## What is required
Which of the lines below include the word "bool"? Pull each one out.

(Stored data entries)
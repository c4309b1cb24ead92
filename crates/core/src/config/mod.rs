//! Application configuration with layered loading.
//!
//! This module provides configuration management using figment for layered
//! configuration loading from multiple sources:
//!
//! 1. Environment variables (LINKPEEK_*)
//! 2. TOML config file (if LINKPEEK_CONFIG_FILE set)
//! 3. Built-in defaults
//!
//! The loaded [`AppConfig`] is built once at startup and handed by reference
//! to the cache gateway, the extraction pipeline and the HTTP layer.

use std::path::PathBuf;
use std::time::Duration;

use figment::{
    Figment,
    providers::{Env, Format, Serialized, Toml},
};
use serde::{Deserialize, Deserializer, Serialize};

mod validation;

pub use validation::ConfigError;

/// Application configuration with layered loading.
///
/// Loading precedence (highest wins):
/// 1. Environment variables (LINKPEEK_*)
/// 2. TOML config file (if LINKPEEK_CONFIG_FILE set)
/// 3. Built-in defaults
#[derive(Debug, Clone, Serialize, Deserialize)]
pub struct AppConfig {
    /// Socket address the HTTP server binds to.
    ///
    /// Set via LINKPEEK_BIND_ADDR environment variable.
    #[serde(default = "default_bind_addr")]
    pub bind_addr: String,

    /// Path to SQLite cache database.
    ///
    /// Set via LINKPEEK_DB_PATH environment variable.
    #[serde(default = "default_db_path")]
    pub db_path: PathBuf,

    /// User-Agent string for HTTP requests.
    ///
    /// Set via LINKPEEK_USER_AGENT environment variable.
    #[serde(default = "default_user_agent")]
    pub user_agent: String,

    /// Maximum bytes to fetch per request.
    ///
    /// Set via LINKPEEK_MAX_BYTES environment variable.
    #[serde(default = "default_max_bytes")]
    pub max_bytes: usize,

    /// HTTP request timeout in milliseconds.
    ///
    /// Set via LINKPEEK_TIMEOUT_MS environment variable.
    #[serde(default = "default_timeout_ms")]
    pub timeout_ms: u64,

    /// Maximum number of redirects followed by the static fetcher.
    #[serde(default = "default_max_redirects")]
    pub max_redirects: usize,

    /// Whether the headless browser fallback is enabled.
    ///
    /// Set via LINKPEEK_RENDER_ENABLED environment variable.
    #[serde(default = "default_true")]
    pub render_enabled: bool,

    /// Upper bound for one rendered fetch, including browser launch.
    #[serde(default = "default_render_timeout_ms")]
    pub render_timeout_ms: u64,

    /// Quiet period after which the rendered page counts as network idle.
    #[serde(default = "default_network_idle_ms")]
    pub network_idle_ms: u64,

    /// Explicit Chrome/Chromium binary; auto-detected when unset.
    #[serde(default)]
    pub chrome_executable: Option<PathBuf>,

    /// Launch the browser with `--no-sandbox` (needed in most containers).
    #[serde(default)]
    pub render_no_sandbox: bool,

    /// Browsers allowed to run at once; further renders wait for a slot.
    ///
    /// Set via LINKPEEK_RENDER_MAX_CONCURRENT environment variable.
    #[serde(default = "default_render_max_concurrent")]
    pub render_max_concurrent: usize,

    /// Age in days after which a cached preview is discarded on read.
    ///
    /// Set via LINKPEEK_CACHE_RETENTION_DAYS environment variable.
    #[serde(default = "default_cache_retention_days")]
    pub cache_retention_days: i64,

    /// Origins allowed by CORS.
    ///
    /// Set via LINKPEEK_CORS_ORIGINS, either as a list or `;`-separated.
    #[serde(default, deserialize_with = "deserialize_origins")]
    pub cors_origins: Vec<String>,

    /// Requests allowed per client address within one rate limit window.
    #[serde(default = "default_rate_limit_total")]
    pub rate_limit_total: u32,

    /// Length of the rate limit window in seconds.
    #[serde(default = "default_rate_limit_window_secs")]
    pub rate_limit_window_secs: u64,

    /// Directory served for paths no route matches.
    #[serde(default)]
    pub static_dir: Option<PathBuf>,
}

fn default_bind_addr() -> String {
    "0.0.0.0:8080".into()
}

fn default_db_path() -> PathBuf {
    PathBuf::from("./linkpeek-cache.sqlite")
}

fn default_user_agent() -> String {
    "linkpeek/0.1".into()
}

fn default_max_bytes() -> usize {
    5_242_880 // 5MB
}

fn default_timeout_ms() -> u64 {
    10_000
}

fn default_max_redirects() -> usize {
    5
}

fn default_true() -> bool {
    true
}

fn default_render_timeout_ms() -> u64 {
    30_000
}

fn default_network_idle_ms() -> u64 {
    500
}

fn default_render_max_concurrent() -> usize {
    4
}

fn default_cache_retention_days() -> i64 {
    10
}

fn default_rate_limit_total() -> u32 {
    300
}

fn default_rate_limit_window_secs() -> u64 {
    60
}

#[derive(Deserialize)]
#[serde(untagged)]
enum OriginList {
    List(Vec<String>),
    Joined(String),
}

fn deserialize_origins<'de, D>(deserializer: D) -> Result<Vec<String>, D::Error>
where
    D: Deserializer<'de>,
{
    let origins = match OriginList::deserialize(deserializer)? {
        OriginList::List(list) => list,
        OriginList::Joined(joined) => joined.split(';').map(str::to_string).collect(),
    };

    Ok(origins
        .into_iter()
        .map(|o| o.trim().to_string())
        .filter(|o| !o.is_empty())
        .collect())
}

impl Default for AppConfig {
    fn default() -> Self {
        Self {
            bind_addr: default_bind_addr(),
            db_path: default_db_path(),
            user_agent: default_user_agent(),
            max_bytes: default_max_bytes(),
            timeout_ms: default_timeout_ms(),
            max_redirects: default_max_redirects(),
            render_enabled: true,
            render_timeout_ms: default_render_timeout_ms(),
            network_idle_ms: default_network_idle_ms(),
            chrome_executable: None,
            render_no_sandbox: false,
            render_max_concurrent: default_render_max_concurrent(),
            cache_retention_days: default_cache_retention_days(),
            cors_origins: Vec::new(),
            rate_limit_total: default_rate_limit_total(),
            rate_limit_window_secs: default_rate_limit_window_secs(),
            static_dir: None,
        }
    }
}

impl AppConfig {
    /// Timeout as Duration for use with reqwest/tokio.
    pub fn timeout(&self) -> Duration {
        Duration::from_millis(self.timeout_ms)
    }

    /// Cache retention window.
    pub fn cache_retention(&self) -> chrono::Duration {
        chrono::Duration::days(self.cache_retention_days)
    }

    /// Rate limit window.
    pub fn rate_limit_window(&self) -> Duration {
        Duration::from_secs(self.rate_limit_window_secs)
    }

    /// Load configuration from all sources with layered precedence.
    ///
    /// Priority (highest wins):
    /// 1. Environment variables prefixed with `LINKPEEK_`
    /// 2. TOML file from `LINKPEEK_CONFIG_FILE` (if set)
    /// 3. Built-in defaults via `Default::default()`
    ///
    /// # Errors
    ///
    /// Returns `ConfigError` if:
    /// - Configuration file cannot be read
    /// - Environment variables cannot be parsed
    /// - Validation fails after loading
    pub fn load() -> Result<Self, ConfigError> {
        let mut figment = Figment::from(Serialized::defaults(Self::default()));

        if let Ok(config_path) = std::env::var("LINKPEEK_CONFIG_FILE") {
            figment = figment.merge(Toml::file(&config_path));
        }

        figment = figment.merge(
            Env::prefixed("LINKPEEK_")
                .ignore(&["CONFIG_FILE"])
                .map(|key| key.as_str().to_lowercase().into())
                .split("__"),
        );

        let config: Self = figment.extract().map_err(|e| ConfigError::LoadFailed(e.to_string()))?;

        config.validate()?;

        Ok(config)
    }
}

#[cfg(test)]
mod tests {
    use super::*;

    #[test]
    fn test_default_config() {
        let config = AppConfig::default();
        assert_eq!(config.bind_addr, "0.0.0.0:8080");
        assert_eq!(config.db_path, PathBuf::from("./linkpeek-cache.sqlite"));
        assert_eq!(config.user_agent, "linkpeek/0.1");
        assert_eq!(config.max_bytes, 5_242_880);
        assert!(config.render_enabled);
        assert_eq!(config.render_max_concurrent, 4);
        assert_eq!(config.cache_retention_days, 10);
        assert_eq!(config.rate_limit_total, 300);
        assert_eq!(config.rate_limit_window_secs, 60);
        assert!(config.cors_origins.is_empty());
        assert!(config.static_dir.is_none());
    }

    #[test]
    fn test_durations() {
        let config = AppConfig::default();
        assert_eq!(config.timeout(), Duration::from_millis(10_000));
        assert_eq!(config.cache_retention(), chrono::Duration::days(10));
        assert_eq!(config.rate_limit_window(), Duration::from_secs(60));
    }

    #[test]
    fn test_load_from_env() {
        figment::Jail::expect_with(|jail| {
            jail.set_env("LINKPEEK_BIND_ADDR", "127.0.0.1:9000");
            jail.set_env("LINKPEEK_RENDER_ENABLED", "false");
            jail.set_env("LINKPEEK_CORS_ORIGINS", "https://a.example;https://b.example");

            let config = AppConfig::load().map_err(|e| e.to_string())?;
            assert_eq!(config.bind_addr, "127.0.0.1:9000");
            assert!(!config.render_enabled);
            assert_eq!(config.cors_origins, vec!["https://a.example", "https://b.example"]);
            Ok(())
        });
    }

    #[test]
    fn test_load_from_toml_file() {
        figment::Jail::expect_with(|jail| {
            jail.create_file(
                "linkpeek.toml",
                r#"
                cache_retention_days = 3
                cors_origins = ["https://app.example"]
                "#,
            )?;
            jail.set_env("LINKPEEK_CONFIG_FILE", "linkpeek.toml");
            jail.set_env("LINKPEEK_CACHE_RETENTION_DAYS", "4");

            let config = AppConfig::load().map_err(|e| e.to_string())?;
            assert_eq!(config.cache_retention_days, 4);
            assert_eq!(config.cors_origins, vec!["https://app.example"]);
            Ok(())
        });
    }

    #[test]
    fn test_load_rejects_invalid_values() {
        figment::Jail::expect_with(|jail| {
            jail.set_env("LINKPEEK_RATE_LIMIT_TOTAL", "0");
            assert!(matches!(AppConfig::load(), Err(ConfigError::Invalid { .. })));
            Ok(())
        });
    }
}
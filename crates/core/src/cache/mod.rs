//! SQLite-backed cache for computed link previews.
//!
//! This module provides a persistent preview cache using SQLite with async
//! access via tokio-rusqlite. It supports:
//!
//! - Upserts keyed by the validated request URL
//! - Automatic schema migrations
//! - WAL mode for concurrent access
//! - Lazy expiry: records older than the retention window are removed when read

pub mod connection;
pub mod gateway;
pub mod migrations;
pub mod records;

pub use crate::Error;

pub use connection::CacheDb;
pub use gateway::{CacheGateway, MetadataCache};
pub use records::CacheRecord;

## Solution for this task
    pub render_enabled: bool,
    pub render_no_sandbox: bool,
fn default_true() -> bool {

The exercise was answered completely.